### WHAT NEEDS TO BE DONE
The job is to find each line in the entries holding the string "parts" and copy that line.

### DATA FOR THE TASK
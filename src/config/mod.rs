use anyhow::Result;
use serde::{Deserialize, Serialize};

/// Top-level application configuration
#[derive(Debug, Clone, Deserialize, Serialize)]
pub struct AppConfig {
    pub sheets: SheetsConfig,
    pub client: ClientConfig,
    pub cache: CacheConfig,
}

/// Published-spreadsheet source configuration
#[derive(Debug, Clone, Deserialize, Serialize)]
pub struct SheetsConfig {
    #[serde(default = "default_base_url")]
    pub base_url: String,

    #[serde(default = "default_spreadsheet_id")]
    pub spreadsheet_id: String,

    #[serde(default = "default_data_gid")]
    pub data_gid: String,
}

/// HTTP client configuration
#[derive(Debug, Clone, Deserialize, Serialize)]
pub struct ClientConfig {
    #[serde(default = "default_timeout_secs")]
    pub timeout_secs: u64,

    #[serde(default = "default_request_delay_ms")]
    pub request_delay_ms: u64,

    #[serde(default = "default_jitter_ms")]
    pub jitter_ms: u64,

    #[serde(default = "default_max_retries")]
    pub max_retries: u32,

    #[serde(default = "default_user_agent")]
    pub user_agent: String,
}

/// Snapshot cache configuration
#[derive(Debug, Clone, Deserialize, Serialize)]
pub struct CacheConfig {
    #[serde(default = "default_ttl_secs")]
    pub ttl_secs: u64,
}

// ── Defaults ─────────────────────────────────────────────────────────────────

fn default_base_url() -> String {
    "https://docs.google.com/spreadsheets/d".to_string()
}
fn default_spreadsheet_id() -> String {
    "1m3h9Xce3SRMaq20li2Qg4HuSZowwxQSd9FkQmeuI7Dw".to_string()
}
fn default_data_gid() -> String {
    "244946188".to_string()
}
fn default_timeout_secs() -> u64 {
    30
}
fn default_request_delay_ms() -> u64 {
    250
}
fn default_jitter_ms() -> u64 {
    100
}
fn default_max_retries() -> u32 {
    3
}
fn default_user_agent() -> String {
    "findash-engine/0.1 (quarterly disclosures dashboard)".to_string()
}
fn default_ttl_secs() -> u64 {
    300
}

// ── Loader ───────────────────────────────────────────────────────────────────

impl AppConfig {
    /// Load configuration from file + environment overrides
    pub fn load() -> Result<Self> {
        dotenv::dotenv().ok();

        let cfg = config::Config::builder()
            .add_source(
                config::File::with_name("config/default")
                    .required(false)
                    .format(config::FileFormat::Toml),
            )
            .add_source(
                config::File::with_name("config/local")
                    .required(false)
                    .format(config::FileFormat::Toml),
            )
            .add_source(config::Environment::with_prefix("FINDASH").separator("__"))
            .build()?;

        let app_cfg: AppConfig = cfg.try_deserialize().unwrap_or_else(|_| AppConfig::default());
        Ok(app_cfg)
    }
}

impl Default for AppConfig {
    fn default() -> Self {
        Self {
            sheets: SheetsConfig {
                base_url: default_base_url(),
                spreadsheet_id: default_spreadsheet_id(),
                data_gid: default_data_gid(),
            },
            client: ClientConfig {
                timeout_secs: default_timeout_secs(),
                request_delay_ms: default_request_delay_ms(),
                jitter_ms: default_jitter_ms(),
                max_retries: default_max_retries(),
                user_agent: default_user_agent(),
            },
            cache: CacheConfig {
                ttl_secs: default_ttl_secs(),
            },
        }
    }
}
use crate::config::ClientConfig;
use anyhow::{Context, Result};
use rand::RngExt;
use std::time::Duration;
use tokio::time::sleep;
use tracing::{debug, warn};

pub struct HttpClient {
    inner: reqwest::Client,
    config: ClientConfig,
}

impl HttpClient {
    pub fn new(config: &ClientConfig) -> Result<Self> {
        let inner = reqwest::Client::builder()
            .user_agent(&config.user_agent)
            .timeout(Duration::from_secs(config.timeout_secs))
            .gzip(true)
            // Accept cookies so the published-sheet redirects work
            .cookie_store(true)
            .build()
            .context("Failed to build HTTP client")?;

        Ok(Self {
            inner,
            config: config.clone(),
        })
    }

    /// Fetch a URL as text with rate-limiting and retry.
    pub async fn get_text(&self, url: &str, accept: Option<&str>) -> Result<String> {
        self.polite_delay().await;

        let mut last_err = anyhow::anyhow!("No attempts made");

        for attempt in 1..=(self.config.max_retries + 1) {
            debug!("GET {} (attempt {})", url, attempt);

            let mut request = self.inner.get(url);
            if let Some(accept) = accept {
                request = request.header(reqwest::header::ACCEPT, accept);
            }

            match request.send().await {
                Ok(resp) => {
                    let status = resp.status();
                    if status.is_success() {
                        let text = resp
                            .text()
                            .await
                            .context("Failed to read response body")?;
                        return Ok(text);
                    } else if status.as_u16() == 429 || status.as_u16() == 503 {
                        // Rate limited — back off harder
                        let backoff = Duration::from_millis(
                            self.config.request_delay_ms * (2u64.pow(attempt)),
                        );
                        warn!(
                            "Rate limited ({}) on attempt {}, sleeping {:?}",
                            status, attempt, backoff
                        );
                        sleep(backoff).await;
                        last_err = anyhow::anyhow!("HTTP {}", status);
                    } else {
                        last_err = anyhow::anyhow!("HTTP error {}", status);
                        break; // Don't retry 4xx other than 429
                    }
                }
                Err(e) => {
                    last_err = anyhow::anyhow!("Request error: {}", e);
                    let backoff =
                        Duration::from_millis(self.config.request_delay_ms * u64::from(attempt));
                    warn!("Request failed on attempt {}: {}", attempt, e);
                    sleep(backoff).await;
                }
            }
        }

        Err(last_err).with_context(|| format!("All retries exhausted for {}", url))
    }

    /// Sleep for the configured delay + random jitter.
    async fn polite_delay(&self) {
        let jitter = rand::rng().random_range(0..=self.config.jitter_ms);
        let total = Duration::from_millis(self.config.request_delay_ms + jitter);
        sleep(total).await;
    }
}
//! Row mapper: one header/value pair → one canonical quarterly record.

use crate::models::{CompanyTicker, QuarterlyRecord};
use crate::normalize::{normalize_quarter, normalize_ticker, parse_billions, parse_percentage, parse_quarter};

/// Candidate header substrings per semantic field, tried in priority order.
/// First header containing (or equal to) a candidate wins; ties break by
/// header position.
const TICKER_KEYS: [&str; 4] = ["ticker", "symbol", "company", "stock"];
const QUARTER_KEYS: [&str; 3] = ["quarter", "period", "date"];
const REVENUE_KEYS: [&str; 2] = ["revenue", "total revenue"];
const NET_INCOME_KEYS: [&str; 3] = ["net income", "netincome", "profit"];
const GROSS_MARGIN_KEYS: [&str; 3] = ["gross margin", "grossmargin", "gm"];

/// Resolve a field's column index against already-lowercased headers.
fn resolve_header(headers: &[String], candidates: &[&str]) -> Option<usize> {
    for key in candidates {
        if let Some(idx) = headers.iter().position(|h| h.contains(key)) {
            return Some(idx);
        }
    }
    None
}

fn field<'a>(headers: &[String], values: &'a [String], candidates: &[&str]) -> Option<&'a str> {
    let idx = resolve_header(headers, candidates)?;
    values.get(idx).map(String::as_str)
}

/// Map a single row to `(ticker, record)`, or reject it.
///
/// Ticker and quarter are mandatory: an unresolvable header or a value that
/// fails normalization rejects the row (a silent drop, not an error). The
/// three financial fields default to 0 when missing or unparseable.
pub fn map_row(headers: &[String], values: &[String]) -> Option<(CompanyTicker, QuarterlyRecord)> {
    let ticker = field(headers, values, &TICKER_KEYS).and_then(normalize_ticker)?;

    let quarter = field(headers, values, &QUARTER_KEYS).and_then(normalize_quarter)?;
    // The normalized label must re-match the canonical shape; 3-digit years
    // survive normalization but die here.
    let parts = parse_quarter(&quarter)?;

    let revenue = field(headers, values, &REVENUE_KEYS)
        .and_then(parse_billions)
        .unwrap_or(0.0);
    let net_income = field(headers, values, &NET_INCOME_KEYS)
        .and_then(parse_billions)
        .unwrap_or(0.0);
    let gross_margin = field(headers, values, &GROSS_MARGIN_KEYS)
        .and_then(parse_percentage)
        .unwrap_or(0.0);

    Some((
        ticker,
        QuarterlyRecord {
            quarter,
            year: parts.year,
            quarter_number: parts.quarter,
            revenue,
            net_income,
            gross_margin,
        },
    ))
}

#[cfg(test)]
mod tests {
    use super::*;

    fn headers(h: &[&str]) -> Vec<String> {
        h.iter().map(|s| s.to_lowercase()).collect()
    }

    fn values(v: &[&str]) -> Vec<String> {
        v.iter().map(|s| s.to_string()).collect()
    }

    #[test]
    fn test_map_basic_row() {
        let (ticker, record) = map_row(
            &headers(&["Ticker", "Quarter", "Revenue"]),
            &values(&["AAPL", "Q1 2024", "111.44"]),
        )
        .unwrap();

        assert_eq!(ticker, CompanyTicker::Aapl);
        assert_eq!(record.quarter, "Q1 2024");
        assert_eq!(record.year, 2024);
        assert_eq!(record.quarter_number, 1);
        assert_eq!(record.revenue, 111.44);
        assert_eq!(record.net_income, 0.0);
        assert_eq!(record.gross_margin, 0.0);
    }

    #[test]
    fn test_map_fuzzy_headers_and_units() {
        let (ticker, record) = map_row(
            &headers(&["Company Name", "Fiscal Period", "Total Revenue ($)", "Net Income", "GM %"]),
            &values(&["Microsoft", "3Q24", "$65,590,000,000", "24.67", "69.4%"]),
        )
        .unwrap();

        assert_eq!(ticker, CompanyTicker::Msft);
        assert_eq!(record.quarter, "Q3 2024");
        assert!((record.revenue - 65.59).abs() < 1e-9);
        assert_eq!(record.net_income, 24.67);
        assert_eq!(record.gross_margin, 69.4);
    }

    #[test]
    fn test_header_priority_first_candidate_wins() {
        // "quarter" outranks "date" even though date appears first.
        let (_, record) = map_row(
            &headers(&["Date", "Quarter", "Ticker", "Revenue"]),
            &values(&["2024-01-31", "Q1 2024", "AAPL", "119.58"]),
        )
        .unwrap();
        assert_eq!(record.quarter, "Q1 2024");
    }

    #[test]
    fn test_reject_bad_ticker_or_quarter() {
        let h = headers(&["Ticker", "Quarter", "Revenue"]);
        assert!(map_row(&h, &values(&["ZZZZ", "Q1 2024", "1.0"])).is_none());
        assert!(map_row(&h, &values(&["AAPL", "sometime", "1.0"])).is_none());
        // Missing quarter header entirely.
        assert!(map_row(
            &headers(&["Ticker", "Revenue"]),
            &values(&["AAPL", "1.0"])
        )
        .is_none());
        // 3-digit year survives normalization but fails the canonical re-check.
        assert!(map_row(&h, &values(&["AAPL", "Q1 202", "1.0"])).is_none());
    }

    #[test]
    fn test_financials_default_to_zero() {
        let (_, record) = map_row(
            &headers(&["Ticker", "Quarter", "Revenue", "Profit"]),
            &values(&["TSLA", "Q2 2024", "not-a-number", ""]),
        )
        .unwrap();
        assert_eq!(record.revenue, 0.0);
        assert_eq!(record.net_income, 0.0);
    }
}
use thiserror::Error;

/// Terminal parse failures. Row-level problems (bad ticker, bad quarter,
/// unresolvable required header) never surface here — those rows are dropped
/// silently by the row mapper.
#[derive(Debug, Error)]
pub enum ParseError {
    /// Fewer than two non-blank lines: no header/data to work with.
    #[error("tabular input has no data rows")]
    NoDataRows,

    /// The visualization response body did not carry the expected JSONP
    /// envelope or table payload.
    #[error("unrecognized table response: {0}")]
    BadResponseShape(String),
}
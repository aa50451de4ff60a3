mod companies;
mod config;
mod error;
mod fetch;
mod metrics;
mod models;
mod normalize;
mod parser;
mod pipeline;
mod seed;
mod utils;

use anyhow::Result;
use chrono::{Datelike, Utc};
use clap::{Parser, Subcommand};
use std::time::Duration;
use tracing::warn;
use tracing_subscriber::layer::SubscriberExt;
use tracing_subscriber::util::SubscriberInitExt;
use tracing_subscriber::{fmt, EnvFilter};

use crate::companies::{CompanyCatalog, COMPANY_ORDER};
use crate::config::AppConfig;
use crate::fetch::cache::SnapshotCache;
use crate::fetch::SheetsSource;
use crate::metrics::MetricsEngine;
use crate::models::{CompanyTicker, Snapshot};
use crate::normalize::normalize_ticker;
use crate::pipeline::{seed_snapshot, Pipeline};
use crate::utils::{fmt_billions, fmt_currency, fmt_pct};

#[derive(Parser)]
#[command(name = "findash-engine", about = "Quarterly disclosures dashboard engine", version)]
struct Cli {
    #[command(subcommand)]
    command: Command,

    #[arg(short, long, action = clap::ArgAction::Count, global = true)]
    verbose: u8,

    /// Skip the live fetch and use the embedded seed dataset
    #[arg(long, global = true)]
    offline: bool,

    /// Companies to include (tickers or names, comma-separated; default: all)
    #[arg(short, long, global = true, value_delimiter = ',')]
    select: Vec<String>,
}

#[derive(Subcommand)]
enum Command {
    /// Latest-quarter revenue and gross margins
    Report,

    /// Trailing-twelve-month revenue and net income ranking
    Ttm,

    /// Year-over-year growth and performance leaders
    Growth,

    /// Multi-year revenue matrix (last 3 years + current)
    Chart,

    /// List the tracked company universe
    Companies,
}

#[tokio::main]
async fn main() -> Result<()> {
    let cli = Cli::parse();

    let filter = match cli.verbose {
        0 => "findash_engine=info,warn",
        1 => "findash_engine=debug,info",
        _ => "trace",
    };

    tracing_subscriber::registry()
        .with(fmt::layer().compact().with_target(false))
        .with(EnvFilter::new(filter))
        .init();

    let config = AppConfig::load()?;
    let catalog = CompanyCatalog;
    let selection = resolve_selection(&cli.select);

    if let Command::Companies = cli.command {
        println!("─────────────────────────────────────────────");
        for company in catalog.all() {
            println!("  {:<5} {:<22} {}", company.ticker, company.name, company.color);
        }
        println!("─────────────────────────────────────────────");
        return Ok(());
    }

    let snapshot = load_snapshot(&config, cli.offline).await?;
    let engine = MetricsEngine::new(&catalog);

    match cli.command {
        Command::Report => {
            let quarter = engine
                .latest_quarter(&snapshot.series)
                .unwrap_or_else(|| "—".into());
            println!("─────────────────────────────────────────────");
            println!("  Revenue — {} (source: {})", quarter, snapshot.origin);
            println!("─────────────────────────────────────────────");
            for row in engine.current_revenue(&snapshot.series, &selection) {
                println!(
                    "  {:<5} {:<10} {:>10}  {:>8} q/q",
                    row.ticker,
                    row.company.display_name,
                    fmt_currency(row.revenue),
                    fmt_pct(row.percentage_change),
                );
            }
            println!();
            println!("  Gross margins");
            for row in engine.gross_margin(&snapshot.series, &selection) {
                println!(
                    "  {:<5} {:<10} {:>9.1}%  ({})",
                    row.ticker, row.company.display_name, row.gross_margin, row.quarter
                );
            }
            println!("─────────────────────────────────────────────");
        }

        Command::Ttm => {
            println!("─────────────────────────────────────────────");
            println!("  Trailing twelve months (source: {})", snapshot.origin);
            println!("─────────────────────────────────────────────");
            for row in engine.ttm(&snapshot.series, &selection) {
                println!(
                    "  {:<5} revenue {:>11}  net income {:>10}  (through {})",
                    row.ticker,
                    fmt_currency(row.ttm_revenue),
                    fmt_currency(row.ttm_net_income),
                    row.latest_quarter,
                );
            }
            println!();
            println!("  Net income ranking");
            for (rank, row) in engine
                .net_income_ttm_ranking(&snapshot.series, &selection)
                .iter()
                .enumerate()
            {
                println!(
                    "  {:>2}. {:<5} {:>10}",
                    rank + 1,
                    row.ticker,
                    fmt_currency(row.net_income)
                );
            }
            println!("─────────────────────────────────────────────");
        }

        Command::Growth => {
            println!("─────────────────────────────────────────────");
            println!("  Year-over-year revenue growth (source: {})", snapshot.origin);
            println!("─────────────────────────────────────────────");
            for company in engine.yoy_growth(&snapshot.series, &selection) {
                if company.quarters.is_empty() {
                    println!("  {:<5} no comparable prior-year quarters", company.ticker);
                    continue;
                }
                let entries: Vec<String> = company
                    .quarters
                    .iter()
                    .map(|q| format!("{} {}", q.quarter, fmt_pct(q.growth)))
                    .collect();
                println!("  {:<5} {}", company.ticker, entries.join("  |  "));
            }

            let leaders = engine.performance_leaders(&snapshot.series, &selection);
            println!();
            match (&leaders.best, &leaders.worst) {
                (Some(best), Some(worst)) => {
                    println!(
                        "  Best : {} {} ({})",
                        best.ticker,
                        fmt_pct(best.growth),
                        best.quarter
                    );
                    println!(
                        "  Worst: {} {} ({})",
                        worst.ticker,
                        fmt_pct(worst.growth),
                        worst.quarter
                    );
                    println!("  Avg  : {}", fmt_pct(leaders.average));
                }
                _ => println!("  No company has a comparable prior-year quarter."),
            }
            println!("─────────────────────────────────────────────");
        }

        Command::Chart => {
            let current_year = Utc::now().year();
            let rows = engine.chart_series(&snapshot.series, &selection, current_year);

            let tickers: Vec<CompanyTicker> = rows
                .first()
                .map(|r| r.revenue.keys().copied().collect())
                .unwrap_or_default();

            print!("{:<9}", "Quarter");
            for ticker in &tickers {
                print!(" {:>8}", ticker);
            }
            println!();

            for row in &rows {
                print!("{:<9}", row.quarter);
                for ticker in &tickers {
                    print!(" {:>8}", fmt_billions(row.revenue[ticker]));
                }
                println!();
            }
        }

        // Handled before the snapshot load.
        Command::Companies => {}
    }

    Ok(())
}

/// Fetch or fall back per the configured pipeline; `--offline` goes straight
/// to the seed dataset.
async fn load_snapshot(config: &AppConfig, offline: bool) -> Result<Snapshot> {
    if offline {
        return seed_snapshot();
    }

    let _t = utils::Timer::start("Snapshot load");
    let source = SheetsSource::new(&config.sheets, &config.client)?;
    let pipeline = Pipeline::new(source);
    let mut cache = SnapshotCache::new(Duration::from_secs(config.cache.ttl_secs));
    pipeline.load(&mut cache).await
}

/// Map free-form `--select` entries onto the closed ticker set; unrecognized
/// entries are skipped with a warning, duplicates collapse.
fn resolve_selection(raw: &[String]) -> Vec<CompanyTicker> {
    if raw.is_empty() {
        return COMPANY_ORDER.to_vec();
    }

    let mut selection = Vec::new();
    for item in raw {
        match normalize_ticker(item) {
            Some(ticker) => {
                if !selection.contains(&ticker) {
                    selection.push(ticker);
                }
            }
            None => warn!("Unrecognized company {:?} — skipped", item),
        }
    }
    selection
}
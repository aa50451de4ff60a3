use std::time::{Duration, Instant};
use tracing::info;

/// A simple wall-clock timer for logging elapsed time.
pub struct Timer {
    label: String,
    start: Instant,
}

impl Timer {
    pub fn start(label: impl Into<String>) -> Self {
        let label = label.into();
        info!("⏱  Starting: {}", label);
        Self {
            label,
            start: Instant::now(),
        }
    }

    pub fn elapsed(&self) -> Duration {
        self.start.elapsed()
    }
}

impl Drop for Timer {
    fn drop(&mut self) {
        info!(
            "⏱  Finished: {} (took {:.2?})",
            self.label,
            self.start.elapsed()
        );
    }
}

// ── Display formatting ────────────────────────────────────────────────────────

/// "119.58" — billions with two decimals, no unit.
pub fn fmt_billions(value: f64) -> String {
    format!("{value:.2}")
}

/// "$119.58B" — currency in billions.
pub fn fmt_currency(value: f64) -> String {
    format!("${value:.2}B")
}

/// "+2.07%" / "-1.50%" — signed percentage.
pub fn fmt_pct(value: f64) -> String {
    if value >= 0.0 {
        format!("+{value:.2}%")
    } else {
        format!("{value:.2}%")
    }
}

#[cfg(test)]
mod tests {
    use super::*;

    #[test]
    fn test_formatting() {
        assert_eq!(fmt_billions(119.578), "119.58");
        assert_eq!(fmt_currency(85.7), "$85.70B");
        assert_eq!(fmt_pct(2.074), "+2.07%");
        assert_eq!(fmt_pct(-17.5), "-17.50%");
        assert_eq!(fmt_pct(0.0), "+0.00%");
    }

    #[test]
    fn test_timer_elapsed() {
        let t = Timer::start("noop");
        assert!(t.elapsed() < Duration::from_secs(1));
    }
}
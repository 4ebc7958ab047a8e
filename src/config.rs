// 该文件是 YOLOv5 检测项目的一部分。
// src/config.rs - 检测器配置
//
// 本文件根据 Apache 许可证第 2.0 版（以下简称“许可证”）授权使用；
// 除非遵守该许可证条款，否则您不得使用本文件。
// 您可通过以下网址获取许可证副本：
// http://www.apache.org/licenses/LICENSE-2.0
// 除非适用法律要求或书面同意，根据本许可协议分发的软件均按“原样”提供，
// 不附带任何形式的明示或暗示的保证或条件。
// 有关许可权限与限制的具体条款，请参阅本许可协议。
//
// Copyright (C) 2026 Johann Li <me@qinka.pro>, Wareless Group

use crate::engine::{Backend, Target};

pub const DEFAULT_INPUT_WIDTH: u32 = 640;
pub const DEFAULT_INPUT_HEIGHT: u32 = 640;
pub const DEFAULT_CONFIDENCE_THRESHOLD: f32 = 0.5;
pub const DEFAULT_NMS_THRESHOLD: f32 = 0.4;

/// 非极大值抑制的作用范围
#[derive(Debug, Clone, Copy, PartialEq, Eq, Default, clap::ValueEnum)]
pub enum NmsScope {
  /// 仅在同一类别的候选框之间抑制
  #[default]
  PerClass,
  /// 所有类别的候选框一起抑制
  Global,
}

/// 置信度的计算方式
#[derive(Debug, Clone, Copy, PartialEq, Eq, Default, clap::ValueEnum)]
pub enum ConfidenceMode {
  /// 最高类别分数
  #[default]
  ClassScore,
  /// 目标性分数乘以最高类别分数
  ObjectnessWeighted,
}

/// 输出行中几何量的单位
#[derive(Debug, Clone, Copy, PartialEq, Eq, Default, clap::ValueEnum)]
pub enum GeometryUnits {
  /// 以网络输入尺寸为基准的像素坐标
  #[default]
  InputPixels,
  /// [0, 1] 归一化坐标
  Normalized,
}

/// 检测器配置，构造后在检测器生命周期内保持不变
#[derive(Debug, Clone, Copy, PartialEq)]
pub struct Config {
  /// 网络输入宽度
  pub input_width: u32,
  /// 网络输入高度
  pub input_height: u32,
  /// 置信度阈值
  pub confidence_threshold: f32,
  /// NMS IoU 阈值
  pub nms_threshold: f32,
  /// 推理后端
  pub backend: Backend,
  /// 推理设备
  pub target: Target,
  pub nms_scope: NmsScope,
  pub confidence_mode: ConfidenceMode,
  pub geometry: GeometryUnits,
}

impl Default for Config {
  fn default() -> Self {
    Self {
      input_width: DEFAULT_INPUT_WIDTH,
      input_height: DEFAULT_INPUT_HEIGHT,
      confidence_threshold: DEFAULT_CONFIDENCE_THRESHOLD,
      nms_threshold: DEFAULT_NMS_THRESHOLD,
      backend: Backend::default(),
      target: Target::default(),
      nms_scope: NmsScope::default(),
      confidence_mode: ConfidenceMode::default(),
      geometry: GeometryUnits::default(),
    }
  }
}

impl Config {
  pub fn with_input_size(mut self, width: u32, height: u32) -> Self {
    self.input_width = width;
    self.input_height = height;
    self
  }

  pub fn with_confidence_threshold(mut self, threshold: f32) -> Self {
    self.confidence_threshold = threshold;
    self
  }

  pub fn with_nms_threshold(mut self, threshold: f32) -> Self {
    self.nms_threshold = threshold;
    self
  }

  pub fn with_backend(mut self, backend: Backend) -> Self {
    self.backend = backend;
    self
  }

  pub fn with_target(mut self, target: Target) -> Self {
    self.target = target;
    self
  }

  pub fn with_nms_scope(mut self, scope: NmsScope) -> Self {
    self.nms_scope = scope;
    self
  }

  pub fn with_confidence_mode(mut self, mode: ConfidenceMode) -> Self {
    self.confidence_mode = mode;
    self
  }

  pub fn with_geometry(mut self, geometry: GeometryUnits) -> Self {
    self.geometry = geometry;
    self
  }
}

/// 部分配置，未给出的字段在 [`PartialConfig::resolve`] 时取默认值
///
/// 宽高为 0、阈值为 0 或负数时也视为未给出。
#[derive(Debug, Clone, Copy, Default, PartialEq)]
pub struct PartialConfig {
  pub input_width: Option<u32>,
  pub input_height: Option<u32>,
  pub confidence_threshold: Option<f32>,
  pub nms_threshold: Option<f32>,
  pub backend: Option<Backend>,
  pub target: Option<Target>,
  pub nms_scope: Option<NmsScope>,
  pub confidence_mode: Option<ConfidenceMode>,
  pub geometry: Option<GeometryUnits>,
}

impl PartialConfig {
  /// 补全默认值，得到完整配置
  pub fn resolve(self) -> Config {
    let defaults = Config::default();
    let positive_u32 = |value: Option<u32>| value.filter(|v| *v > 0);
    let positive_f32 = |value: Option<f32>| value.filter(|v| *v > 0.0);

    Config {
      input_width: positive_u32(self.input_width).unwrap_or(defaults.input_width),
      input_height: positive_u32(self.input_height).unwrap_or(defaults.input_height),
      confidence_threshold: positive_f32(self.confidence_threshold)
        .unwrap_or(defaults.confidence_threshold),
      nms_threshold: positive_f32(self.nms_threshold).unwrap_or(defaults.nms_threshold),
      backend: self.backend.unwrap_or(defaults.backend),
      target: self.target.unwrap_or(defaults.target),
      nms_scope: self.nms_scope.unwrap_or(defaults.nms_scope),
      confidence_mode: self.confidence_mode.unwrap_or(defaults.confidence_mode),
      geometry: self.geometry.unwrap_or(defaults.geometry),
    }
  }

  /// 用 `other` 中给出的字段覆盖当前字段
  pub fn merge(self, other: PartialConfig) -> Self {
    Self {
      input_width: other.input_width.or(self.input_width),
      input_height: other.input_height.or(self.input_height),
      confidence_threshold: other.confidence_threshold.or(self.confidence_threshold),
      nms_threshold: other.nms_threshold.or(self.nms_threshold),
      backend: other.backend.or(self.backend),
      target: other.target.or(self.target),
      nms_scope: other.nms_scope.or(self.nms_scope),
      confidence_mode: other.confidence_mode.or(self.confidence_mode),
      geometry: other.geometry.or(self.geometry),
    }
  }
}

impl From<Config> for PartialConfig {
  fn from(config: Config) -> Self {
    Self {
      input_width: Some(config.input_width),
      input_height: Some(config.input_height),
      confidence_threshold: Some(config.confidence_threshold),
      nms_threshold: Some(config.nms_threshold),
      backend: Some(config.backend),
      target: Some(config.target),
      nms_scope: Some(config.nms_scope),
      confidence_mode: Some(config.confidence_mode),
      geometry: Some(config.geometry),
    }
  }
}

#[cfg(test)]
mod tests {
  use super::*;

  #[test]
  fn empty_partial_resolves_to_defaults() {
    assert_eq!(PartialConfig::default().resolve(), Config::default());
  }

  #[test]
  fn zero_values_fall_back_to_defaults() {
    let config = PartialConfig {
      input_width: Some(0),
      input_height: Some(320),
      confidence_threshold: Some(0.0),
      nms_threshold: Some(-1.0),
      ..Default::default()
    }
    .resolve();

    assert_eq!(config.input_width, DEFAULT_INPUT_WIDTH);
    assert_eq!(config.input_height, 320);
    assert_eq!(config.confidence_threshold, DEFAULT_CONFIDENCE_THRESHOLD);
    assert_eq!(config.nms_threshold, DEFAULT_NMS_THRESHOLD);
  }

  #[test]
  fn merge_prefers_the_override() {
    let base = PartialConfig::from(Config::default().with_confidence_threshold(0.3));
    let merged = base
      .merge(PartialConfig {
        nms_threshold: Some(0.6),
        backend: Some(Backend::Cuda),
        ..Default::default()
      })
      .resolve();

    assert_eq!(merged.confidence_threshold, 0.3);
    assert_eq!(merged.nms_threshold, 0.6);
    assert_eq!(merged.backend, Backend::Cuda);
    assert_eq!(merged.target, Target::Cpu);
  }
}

### WRITTEN RESPONSE
    let parts = parse_quarter(&quarter)?;
            year: parts.year,
            quarter_number: parts.quarter,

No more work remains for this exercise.